Work request> Print out the records below with nothing altered.

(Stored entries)
- - - -
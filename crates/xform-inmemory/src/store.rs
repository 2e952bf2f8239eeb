//! Concurrent id → transformation map

use crate::config::{ConfigError, InMemoryConfig};
use crate::transformation::InMemoryTransformation;
use dashmap::mapref::entry::Entry;
use dashmap::DashMap;
use std::sync::Arc;
use xform_core::EntityId;

/// Process-wide map of live transformations
///
/// Every operation is linearizable per key; no external locking needed.
#[derive(Debug, Default)]
pub struct TransformationStore {
    map: DashMap<EntityId, Arc<InMemoryTransformation>>,
}

impl TransformationStore {
    /// Create empty store
    #[must_use]
    pub fn new() -> Self {
        Self::default()
    }

    /// Create store sized by `config`
    ///
    /// # Errors
    /// [`ConfigError::InvalidShardAmount`]
    pub fn with_config(config: &InMemoryConfig) -> Result<Self, ConfigError> {
        config.validate()?;
        let map = match config.shard_amount {
            Some(shards) => DashMap::with_capacity_and_shard_amount(config.initial_capacity, shards),
            None => DashMap::with_capacity(config.initial_capacity),
        };
        Ok(Self { map })
    }

    /// Insert unless the id is taken; returns whether it was inserted
    pub fn insert_if_absent(&self, transformation: Arc<InMemoryTransformation>) -> bool {
        match self.map.entry(transformation.core().id().clone()) {
            Entry::Occupied(_) => false,
            Entry::Vacant(slot) => {
                slot.insert(transformation);
                true
            }
        }
    }

    /// Transformation by id
    #[must_use]
    pub fn get(&self, id: &str) -> Option<Arc<InMemoryTransformation>> {
        self.map.get(id).map(|entry| Arc::clone(entry.value()))
    }

    /// Remove by id
    pub fn remove(&self, id: &str) -> Option<Arc<InMemoryTransformation>> {
        self.map.remove(id).map(|(_, transformation)| transformation)
    }

    /// Remove only if `id` still maps to exactly `transformation`
    pub(crate) fn remove_instance(&self, transformation: &InMemoryTransformation) -> bool {
        self.map
            .remove_if(transformation.core().id().as_str(), |_, stored| {
                std::ptr::eq(Arc::as_ptr(stored), transformation)
            })
            .is_some()
    }

    /// Number of transformations
    #[must_use]
    pub fn len(&self) -> usize {
        self.map.len()
    }

    /// Whether no transformation is stored
    #[must_use]
    pub fn is_empty(&self) -> bool {
        self.map.is_empty()
    }

    /// Identifiers currently stored, sorted
    #[must_use]
    pub fn ids(&self) -> Vec<EntityId> {
        let mut ids: Vec<_> = self.map.iter().map(|entry| entry.key().clone()).collect();
        ids.sort();
        ids
    }
}
//! Transformation Records
//!
//! Versioned, forward-compatible wire records for transformation state.
//!
//! # Core Concepts
//!
//! - [`Record<B>`]: tagged envelope; unrecognized `clazz` decodes to
//!   [`Record::Unknown`] instead of failing
//! - [`RecordBody`]: per-type payload with `CLAZZ`, `CURRENT_VERSION` and
//!   `MINIMUM_VERSION`
//! - [`RequestInfoBody`], [`MetadataBody`], [`TransformationBody`]: the
//!   three persisted shapes
//! - [`AnyRecord`]: registry-driven decode when the type is not known
//! - [`json`]: buffer and stream encode/decode
//! - [`timestamp`]: decimal epoch-seconds instants
//!
//! # Example
//!
//! ```rust
//! use xform_record::{json, RecordHeader, RequestInfoBody, RequestInfoRecord};
//!
//! let record = RequestInfoRecord::new(RequestInfoBody {
//!     header: RecordHeader::new("r-1", 1),
//!     metacard_location: Some("http://localhost/metacard".into()),
//!     current_location: Some("http://localhost/current".into()),
//!     final_location: Some("http://localhost/final".into()),
//! });
//!
//! let text = json::to_string(&record).unwrap();
//! assert!(text.starts_with(r#"{"clazz":"request","id":"r-1","version":1"#));
//!
//! let back: RequestInfoRecord = json::from_str(&text).unwrap();
//! assert_eq!(back, record);
//! ```

#![warn(unreachable_pub)]
#![allow(missing_docs)]

pub mod json;
mod metadata;
mod record;
mod registry;
mod request_info;
pub mod timestamp;
mod transformation;

// Re-exports
pub use json::CodecError;
pub use metadata::{MetadataBody, MetadataRecord, ABSENT_LENGTH};
pub use record::{Record, RecordBody, RecordHeader};
pub use registry::AnyRecord;
pub use request_info::{RequestInfoBody, RequestInfoRecord};
pub use transformation::{TransformationBody, TransformationRecord};

/// Version of this crate
pub const VERSION: &str = env!("CARGO_PKG_VERSION");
- - - -
Output>
filename crates/xform-inmemory/src/store.rs
repository 2e952bf2f8239eeb
//! Concurrent id → transformation map

use crate::config::{ConfigError, InMemoryConfig};
use crate::transformation::InMemoryTransformation;
use dashmap::mapref::entry::Entry;
use dashmap::DashMap;
use std::sync::Arc;
use xform_core::EntityId;

/// Process-wide map of live transformations
///
/// Every operation is linearizable per key; no external locking needed.
#[derive(Debug, Default)]
pub struct TransformationStore {
    map: DashMap<EntityId, Arc<InMemoryTransformation>>,
}

impl TransformationStore {
    /// Create empty store
    #[must_use]
    pub fn new() -> Self {
        Self::default()
    }

    /// Create store sized by `config`
    ///
    /// # Errors
    /// [`ConfigError::InvalidShardAmount`]
    pub fn with_config(config: &InMemoryConfig) -> Result<Self, ConfigError> {
        config.validate()?;
        let map = match config.shard_amount {
            Some(shards) => DashMap::with_capacity_and_shard_amount(config.initial_capacity, shards),
            None => DashMap::with_capacity(config.initial_capacity),
        };
        Ok(Self { map })
    }

    /// Insert unless the id is taken; returns whether it was inserted
    pub fn insert_if_absent(&self, transformation: Arc<InMemoryTransformation>) -> bool {
        match self.map.entry(transformation.core().id().clone()) {
            Entry::Occupied(_) => false,
            Entry::Vacant(slot) => {
                slot.insert(transformation);
                true
            }
        }
    }

    /// Transformation by id
    #[must_use]
    pub fn get(&self, id: &str) -> Option<Arc<InMemoryTransformation>> {
        self.map.get(id).map(|entry| Arc::clone(entry.value()))
    }

    /// Remove by id
    pub fn remove(&self, id: &str) -> Option<Arc<InMemoryTransformation>> {
        self.map.remove(id).map(|(_, transformation)| transformation)
    }

    /// Remove only if `id` still maps to exactly `transformation`
    pub(crate) fn remove_instance(&self, transformation: &InMemoryTransformation) -> bool {
        self.map
            .remove_if(transformation.core().id().as_str(), |_, stored| {
                std::ptr::eq(Arc::as_ptr(stored), transformation)
            })
            .is_some()
    }

    /// Number of transformations
    #[must_use]
    pub fn len(&self) -> usize {
        self.map.len()
    }

    /// Whether no transformation is stored
    #[must_use]
    pub fn is_empty(&self) -> bool {
        self.map.is_empty()
    }

    /// Identifiers currently stored, sorted
    #[must_use]
    pub fn ids(&self) -> Vec<EntityId> {
        let mut ids: Vec<_> = self.map.iter().map(|entry| entry.key().clone()).collect();
        ids.sort();
        ids
    }
}
//! Transformation Records
//!
//! Versioned, forward-compatible wire records for transformation state.
//!
//! # Core Concepts
//!
//! - [`Record<B>`]: tagged envelope; unrecognized `clazz` decodes to
//!   [`Record::Unknown`] instead of failing
//! - [`RecordBody`]: per-type payload with `CLAZZ`, `CURRENT_VERSION` and
//!   `MINIMUM_VERSION`
//! - [`RequestInfoBody`], [`MetadataBody`], [`TransformationBody`]: the
//!   three persisted shapes
//! - [`AnyRecord`]: registry-driven decode when the type is not known
//! - [`json`]: buffer and stream encode/decode
//! - [`timestamp`]: decimal epoch-seconds instants
//!
//! # Example
//!
//! ```rust
//! use xform_record::{json, RecordHeader, RequestInfoBody, RequestInfoRecord};
//!
//! let record = RequestInfoRecord::new(RequestInfoBody {
//!     header: RecordHeader::new("r-1", 1),
//!     metacard_location: Some("http://localhost/metacard".into()),
//!     current_location: Some("http://localhost/current".into()),
//!     final_location: Some("http://localhost/final".into()),
//! });
//!
//! let text = json::to_string(&record).unwrap();
//! assert!(text.starts_with(r#"{"clazz":"request","id":"r-1","version":1"#));
//!
//! let back: RequestInfoRecord = json::from_str(&text).unwrap();
//! assert_eq!(back, record);
//! ```

#![warn(unreachable_pub)]
#![allow(missing_docs)]

pub mod json;
mod metadata;
mod record;
mod registry;
mod request_info;
pub mod timestamp;
mod transformation;

// Re-exports
pub use json::CodecError;
pub use metadata::{MetadataBody, MetadataRecord, ABSENT_LENGTH};
pub use record::{Record, RecordBody, RecordHeader};
pub use registry::AnyRecord;
pub use request_info::{RequestInfoBody, RequestInfoRecord};
pub use transformation::{TransformationBody, TransformationRecord};

/// Version of this crate
pub const VERSION: &str = env!("CARGO_PKG_VERSION");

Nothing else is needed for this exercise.